### Directions
How many lines in the records below contain "DiscardedStale"? Reply with the number alone.
■ ■ ■ ■
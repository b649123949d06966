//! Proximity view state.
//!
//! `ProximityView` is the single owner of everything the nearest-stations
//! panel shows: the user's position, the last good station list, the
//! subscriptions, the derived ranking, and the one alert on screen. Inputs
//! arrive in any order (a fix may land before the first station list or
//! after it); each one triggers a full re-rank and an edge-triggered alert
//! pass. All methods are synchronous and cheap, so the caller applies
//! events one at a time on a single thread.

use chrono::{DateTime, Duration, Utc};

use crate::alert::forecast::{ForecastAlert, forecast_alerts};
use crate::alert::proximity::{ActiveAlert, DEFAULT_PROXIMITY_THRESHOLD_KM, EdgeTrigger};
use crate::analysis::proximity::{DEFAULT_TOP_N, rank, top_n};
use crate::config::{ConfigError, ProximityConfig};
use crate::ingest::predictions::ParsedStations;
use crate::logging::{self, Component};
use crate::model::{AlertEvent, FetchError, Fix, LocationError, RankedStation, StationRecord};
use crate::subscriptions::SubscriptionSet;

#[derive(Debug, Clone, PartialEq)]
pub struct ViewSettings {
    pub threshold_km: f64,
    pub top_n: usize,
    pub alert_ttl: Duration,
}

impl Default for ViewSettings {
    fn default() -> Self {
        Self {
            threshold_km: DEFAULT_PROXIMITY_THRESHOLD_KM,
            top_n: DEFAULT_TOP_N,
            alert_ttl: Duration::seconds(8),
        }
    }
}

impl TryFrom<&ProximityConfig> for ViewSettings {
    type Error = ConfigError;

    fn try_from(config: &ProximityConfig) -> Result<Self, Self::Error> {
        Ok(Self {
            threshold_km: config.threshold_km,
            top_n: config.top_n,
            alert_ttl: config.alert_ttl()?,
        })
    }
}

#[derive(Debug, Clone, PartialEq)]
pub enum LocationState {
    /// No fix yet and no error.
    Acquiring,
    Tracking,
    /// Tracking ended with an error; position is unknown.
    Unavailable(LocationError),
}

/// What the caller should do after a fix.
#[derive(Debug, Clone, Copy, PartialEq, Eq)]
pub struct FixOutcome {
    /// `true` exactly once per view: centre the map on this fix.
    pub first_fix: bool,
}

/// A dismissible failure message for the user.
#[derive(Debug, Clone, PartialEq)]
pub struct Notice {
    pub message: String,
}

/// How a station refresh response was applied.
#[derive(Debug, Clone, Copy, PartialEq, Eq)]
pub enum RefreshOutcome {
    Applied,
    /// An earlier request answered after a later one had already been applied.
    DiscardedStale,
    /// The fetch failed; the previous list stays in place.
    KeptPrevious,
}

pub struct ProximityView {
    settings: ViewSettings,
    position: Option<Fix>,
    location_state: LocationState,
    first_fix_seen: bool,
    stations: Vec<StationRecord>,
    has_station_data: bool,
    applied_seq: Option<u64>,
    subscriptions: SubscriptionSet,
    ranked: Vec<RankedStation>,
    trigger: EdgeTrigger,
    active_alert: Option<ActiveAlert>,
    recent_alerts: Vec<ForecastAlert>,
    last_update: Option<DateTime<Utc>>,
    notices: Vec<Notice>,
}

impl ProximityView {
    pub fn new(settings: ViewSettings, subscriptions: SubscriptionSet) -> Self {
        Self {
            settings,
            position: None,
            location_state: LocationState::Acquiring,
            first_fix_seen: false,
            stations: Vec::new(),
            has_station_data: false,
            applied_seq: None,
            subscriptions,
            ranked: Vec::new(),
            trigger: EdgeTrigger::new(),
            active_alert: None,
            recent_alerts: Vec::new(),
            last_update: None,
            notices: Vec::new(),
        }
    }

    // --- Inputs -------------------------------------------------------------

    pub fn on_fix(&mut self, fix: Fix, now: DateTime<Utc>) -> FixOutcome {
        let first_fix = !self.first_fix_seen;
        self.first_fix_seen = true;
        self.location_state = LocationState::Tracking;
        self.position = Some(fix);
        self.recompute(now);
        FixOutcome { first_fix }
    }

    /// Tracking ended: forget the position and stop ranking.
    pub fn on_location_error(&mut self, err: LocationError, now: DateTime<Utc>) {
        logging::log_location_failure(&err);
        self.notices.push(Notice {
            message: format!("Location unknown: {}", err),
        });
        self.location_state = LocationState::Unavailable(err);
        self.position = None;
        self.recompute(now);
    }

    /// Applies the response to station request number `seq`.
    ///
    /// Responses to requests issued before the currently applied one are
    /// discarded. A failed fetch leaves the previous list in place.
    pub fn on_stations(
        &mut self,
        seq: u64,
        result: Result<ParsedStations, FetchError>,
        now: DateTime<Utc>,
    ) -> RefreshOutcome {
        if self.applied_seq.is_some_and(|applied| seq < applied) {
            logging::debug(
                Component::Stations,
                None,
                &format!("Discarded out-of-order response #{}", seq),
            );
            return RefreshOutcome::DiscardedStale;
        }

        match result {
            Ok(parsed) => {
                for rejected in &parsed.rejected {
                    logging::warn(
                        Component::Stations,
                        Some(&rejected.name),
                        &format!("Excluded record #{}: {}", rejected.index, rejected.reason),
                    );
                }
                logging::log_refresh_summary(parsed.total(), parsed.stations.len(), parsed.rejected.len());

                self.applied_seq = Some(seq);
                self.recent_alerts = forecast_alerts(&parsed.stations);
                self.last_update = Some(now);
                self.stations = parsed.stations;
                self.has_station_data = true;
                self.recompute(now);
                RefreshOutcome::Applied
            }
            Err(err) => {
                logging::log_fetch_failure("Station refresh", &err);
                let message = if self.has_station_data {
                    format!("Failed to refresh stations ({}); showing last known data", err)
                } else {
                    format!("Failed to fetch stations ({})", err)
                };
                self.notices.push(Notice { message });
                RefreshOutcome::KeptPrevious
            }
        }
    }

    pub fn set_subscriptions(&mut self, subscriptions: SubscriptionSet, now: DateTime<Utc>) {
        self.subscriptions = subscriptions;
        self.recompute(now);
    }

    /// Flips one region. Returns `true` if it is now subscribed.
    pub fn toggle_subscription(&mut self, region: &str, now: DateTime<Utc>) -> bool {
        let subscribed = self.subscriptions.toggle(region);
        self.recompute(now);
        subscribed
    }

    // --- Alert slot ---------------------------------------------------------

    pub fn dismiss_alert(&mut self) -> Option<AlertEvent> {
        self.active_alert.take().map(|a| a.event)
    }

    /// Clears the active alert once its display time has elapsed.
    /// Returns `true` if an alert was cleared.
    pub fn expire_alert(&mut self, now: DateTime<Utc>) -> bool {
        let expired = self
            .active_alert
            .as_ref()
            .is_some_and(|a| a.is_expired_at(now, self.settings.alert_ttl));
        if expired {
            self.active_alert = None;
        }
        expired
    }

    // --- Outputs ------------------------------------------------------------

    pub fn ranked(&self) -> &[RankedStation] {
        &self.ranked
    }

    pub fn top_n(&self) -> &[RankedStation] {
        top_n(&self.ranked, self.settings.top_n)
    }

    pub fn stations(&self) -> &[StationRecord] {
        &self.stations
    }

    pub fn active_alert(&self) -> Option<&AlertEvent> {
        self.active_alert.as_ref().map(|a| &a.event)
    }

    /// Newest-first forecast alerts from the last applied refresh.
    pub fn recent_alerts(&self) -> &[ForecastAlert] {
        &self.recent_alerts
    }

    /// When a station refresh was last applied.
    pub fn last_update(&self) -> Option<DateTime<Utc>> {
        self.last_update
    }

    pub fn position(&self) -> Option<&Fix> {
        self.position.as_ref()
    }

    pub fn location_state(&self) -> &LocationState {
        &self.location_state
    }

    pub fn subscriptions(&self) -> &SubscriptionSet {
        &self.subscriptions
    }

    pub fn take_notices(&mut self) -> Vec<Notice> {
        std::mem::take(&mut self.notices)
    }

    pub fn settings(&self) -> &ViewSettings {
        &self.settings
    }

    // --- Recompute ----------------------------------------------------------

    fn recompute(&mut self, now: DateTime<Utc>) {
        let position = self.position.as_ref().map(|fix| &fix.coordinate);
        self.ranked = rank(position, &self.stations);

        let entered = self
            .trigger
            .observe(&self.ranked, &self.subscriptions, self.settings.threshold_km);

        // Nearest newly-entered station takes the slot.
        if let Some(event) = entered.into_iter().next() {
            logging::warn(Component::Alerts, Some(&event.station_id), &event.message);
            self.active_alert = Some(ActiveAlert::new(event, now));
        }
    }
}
■ ■ ■ ■
### Answer space
2